Kindest Regards: New and Selected Poems, Ted Kooser 2018

Kooser is a rock solid Midwesterner, having grown up in Iowa and having lived in Nebraska for years, and writes as one would expect a Midwesterner to do so.  None of Eliot’s Wasteland esoteric references and symbols; none of Bishop’s, Lowell’s, or Sexton’s confessional details of his personal life; none of cummings or O’Hara’s symbolism—just straightforward language, similes, and metaphors for the beauty of the everyday.  The cover painting of a street corner lit by a streetlight with its telephone pole, mailbox, and stop sign is a pretty good predictor of the contents,  ‘what you see is what you’re going to get’.  I have to admit that I like his earlier poems better than the new ones.  I just don’t think you can improve much on his poem, ‘Mother’ where he writes “….I thank you for that./Were it not for the way you taught me to look/at the world, to see the life at play in everything,/I would have to be lonely forever.”  His parents and grandparents are a major presence in these works, as is the process of aging.  In ‘At the Cancer Clinic’ he writes:  “There is no restlessness or impatience/or anger anywhere in sight.

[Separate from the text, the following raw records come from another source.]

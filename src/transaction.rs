//! Foreign-chain Transaction Envelopes
//!
//! Builds typed value-transfer transactions (EIP-2718 type 0x01 and 0x02),
//! computes the digest handed to the signer and produces the raw signed bytes
//! that are broadcast. Integers are RLP-encoded as minimal big-endian strings.

use rlp::RlpStream;
use serde::{Deserialize, Serialize};

use crate::types::{keccak256, Address, FeeSnapshot, Hash, Wei};

const EIP2930_TX_TYPE: u8 = 0x01;
const EIP1559_TX_TYPE: u8 = 0x02;

/// Type-2 value transfer
#[derive(Debug, Clone, PartialEq, Eq, Serialize, Deserialize)]
pub struct Eip1559Transaction {
    pub chain_id: u64,
    pub nonce: u64,
    pub max_priority_fee_per_gas: Wei,
    pub max_fee_per_gas: Wei,
    pub gas_limit: u64,
    pub destination: Address,
    pub amount: Wei,
}

/// Type-1 value transfer with an empty access list
#[derive(Debug, Clone, PartialEq, Eq, Serialize, Deserialize)]
pub struct Eip2930Transaction {
    pub chain_id: u64,
    pub nonce: u64,
    pub gas_price: Wei,
    pub gas_limit: u64,
    pub destination: Address,
    pub amount: Wei,
}

#[derive(Debug, Clone, PartialEq, Eq, Serialize, Deserialize)]
#[serde(rename_all = "snake_case")]
pub enum UnsignedTransaction {
    Eip1559(Eip1559Transaction),
    Eip2930(Eip2930Transaction),
}

impl UnsignedTransaction {
    /// Build a transfer priced with `fee`
    pub fn transfer(
        fee: &FeeSnapshot,
        chain_id: u64,
        nonce: u64,
        destination: Address,
        amount: Wei,
    ) -> Self {
        match fee {
            FeeSnapshot::Eip1559(fee) => Self::Eip1559(Eip1559Transaction {
                chain_id,
                nonce,
                max_priority_fee_per_gas: fee.priority_fee,
                max_fee_per_gas: fee.max_fee,
                gas_limit: fee.gas_limit,
                destination,
                amount,
            }),
            FeeSnapshot::Eip2930(fee) => Self::Eip2930(Eip2930Transaction {
                chain_id,
                nonce,
                gas_price: fee.gas_price,
                gas_limit: fee.gas_limit,
                destination,
                amount,
            }),
        }
    }

    pub fn nonce(&self) -> u64 {
        match self {
            Self::Eip1559(tx) => tx.nonce,
            Self::Eip2930(tx) => tx.nonce,
        }
    }

    pub fn amount(&self) -> Wei {
        match self {
            Self::Eip1559(tx) => tx.amount,
            Self::Eip2930(tx) => tx.amount,
        }
    }

    pub fn destination(&self) -> Address {
        match self {
            Self::Eip1559(tx) => tx.destination,
            Self::Eip2930(tx) => tx.destination,
        }
    }

    pub fn tx_type(&self) -> u8 {
        match self {
            Self::Eip1559(_) => EIP1559_TX_TYPE,
            Self::Eip2930(_) => EIP2930_TX_TYPE,
        }
    }

    fn field_count(&self) -> usize {
        match self {
            Self::Eip1559(_) => 9,
            Self::Eip2930(_) => 8,
        }
    }

    fn append_fields(&self, stream: &mut RlpStream) {
        match self {
            Self::Eip1559(tx) => {
                append_quantity(stream, tx.chain_id as u128);
                append_quantity(stream, tx.nonce as u128);
                append_quantity(stream, tx.max_priority_fee_per_gas);
                append_quantity(stream, tx.max_fee_per_gas);
                append_quantity(stream, tx.gas_limit as u128);
                stream.append(&tx.destination.as_bytes().to_vec());
                append_quantity(stream, tx.amount);
                stream.append_empty_data();
                stream.begin_list(0);
            }
            Self::Eip2930(tx) => {
                append_quantity(stream, tx.chain_id as u128);
                append_quantity(stream, tx.nonce as u128);
                append_quantity(stream, tx.gas_price);
                append_quantity(stream, tx.gas_limit as u128);
                stream.append(&tx.destination.as_bytes().to_vec());
                append_quantity(stream, tx.amount);
                stream.append_empty_data();
                stream.begin_list(0);
            }
        }
    }

    /// `type || rlp(fields)`
    pub fn encode_unsigned(&self) -> Vec<u8> {
        let mut stream = RlpStream::new_list(self.field_count());
        self.append_fields(&mut stream);
        typed(self.tx_type(), &stream.out())
    }

    /// Digest to be signed
    pub fn digest(&self) -> [u8; 32] {
        keccak256(&self.encode_unsigned())
    }

    /// Attach a signature and produce the broadcastable form
    pub fn into_signed(self, signature: RecoverableSignature) -> SignedTransaction {
        let mut stream = RlpStream::new_list(self.field_count() + 3);
        self.append_fields(&mut stream);
        append_quantity(&mut stream, signature.y_parity as u128);
        stream.append(&trim_leading_zeros(&signature.r));
        stream.append(&trim_leading_zeros(&signature.s));

        let raw = typed(self.tx_type(), &stream.out());
        let hash = Hash::new(keccak256(&raw));

        SignedTransaction {
            transaction: self,
            signature,
            raw_transaction: format!("0x{}", hex::encode(&raw)),
            hash,
        }
    }
}

/// ECDSA signature with the y-parity needed for sender recovery
#[derive(Debug, Clone, Copy, PartialEq, Eq, Serialize, Deserialize)]
pub struct RecoverableSignature {
    #[serde(with = "hex_array")]
    pub r: [u8; 32],
    #[serde(with = "hex_array")]
    pub s: [u8; 32],
    pub y_parity: bool,
}

/// A signed transaction ready for broadcast
#[derive(Debug, Clone, PartialEq, Eq, Serialize, Deserialize)]
pub struct SignedTransaction {
    pub transaction: UnsignedTransaction,
    pub signature: RecoverableSignature,
    /// `0x`-prefixed hex of the typed envelope
    pub raw_transaction: String,
    pub hash: Hash,
}

impl SignedTransaction {
    pub fn nonce(&self) -> u64 {
        self.transaction.nonce()
    }
}

fn append_quantity(stream: &mut RlpStream, value: u128) {
    stream.append(&trim_leading_zeros(&value.to_be_bytes()));
}

fn trim_leading_zeros(bytes: &[u8]) -> Vec<u8> {
    let first = bytes.iter().position(|b| *b != 0).unwrap_or(bytes.len());
    bytes[first..].to_vec()
}

fn typed(tx_type: u8, payload: &[u8]) -> Vec<u8> {
    let mut out = Vec::with_capacity(payload.len() + 1);
    out.push(tx_type);
    out.extend_from_slice(payload);
    out
}

mod hex_array {
    use serde::{Deserialize, Deserializer, Serializer};

    pub fn serialize<S: Serializer>(bytes: &[u8; 32], serializer: S) -> Result<S::Ok, S::Error> {
        serializer.serialize_str(&format!("0x{}", hex::encode(bytes)))
    }

    pub fn deserialize<'de, D: Deserializer<'de>>(deserializer: D) -> Result<[u8; 32], D::Error> {
        let s = String::deserialize(deserializer)?;
        crate::types::hash::decode_fixed::<32>(&s).map_err(serde::de::Error::custom)
    }
}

Grace/fills the clean mold of this moment/and all the shuffling magazines grow still.”  I love his postcard poems to Jim Harrison, sadly gone now, but my favorite poem of all is from his eponymous volume of 2014, ‘Splitting an Order’:  “I like to watch an old man cutting a sandwich in half,/maybe an ordinary cold roast beef on whole wheat bread,/no pickles or onion, keeping his shaky hands steady/by placing his forearms firm on the edge of the table/and using both hands, the left to hold the sandwich in place,/and the right to cut it surely,corner to corner,/observing his progress through glasses that moments before/he wiped with his napkin, and then to see him lift half/onto the extra plate that he asked the server to bring,/and then to wait, offering the plate to his wife/while she slowly unrolls her napkin and places her spoon,/her knife, and her fork in their proper places,/then smooths the starched white napkin over her knees/and meets his eyes and holds out both hands to him.”  If you can read that without a tear in your eye for your own future, then poetry is not for you!  Kooser, a Pulitzer Prize winner and former U.S. Poet Laureate is worth reading for comfort, for a smile, and for the love of language and imagery.  This book is a fine place to start to get to know him.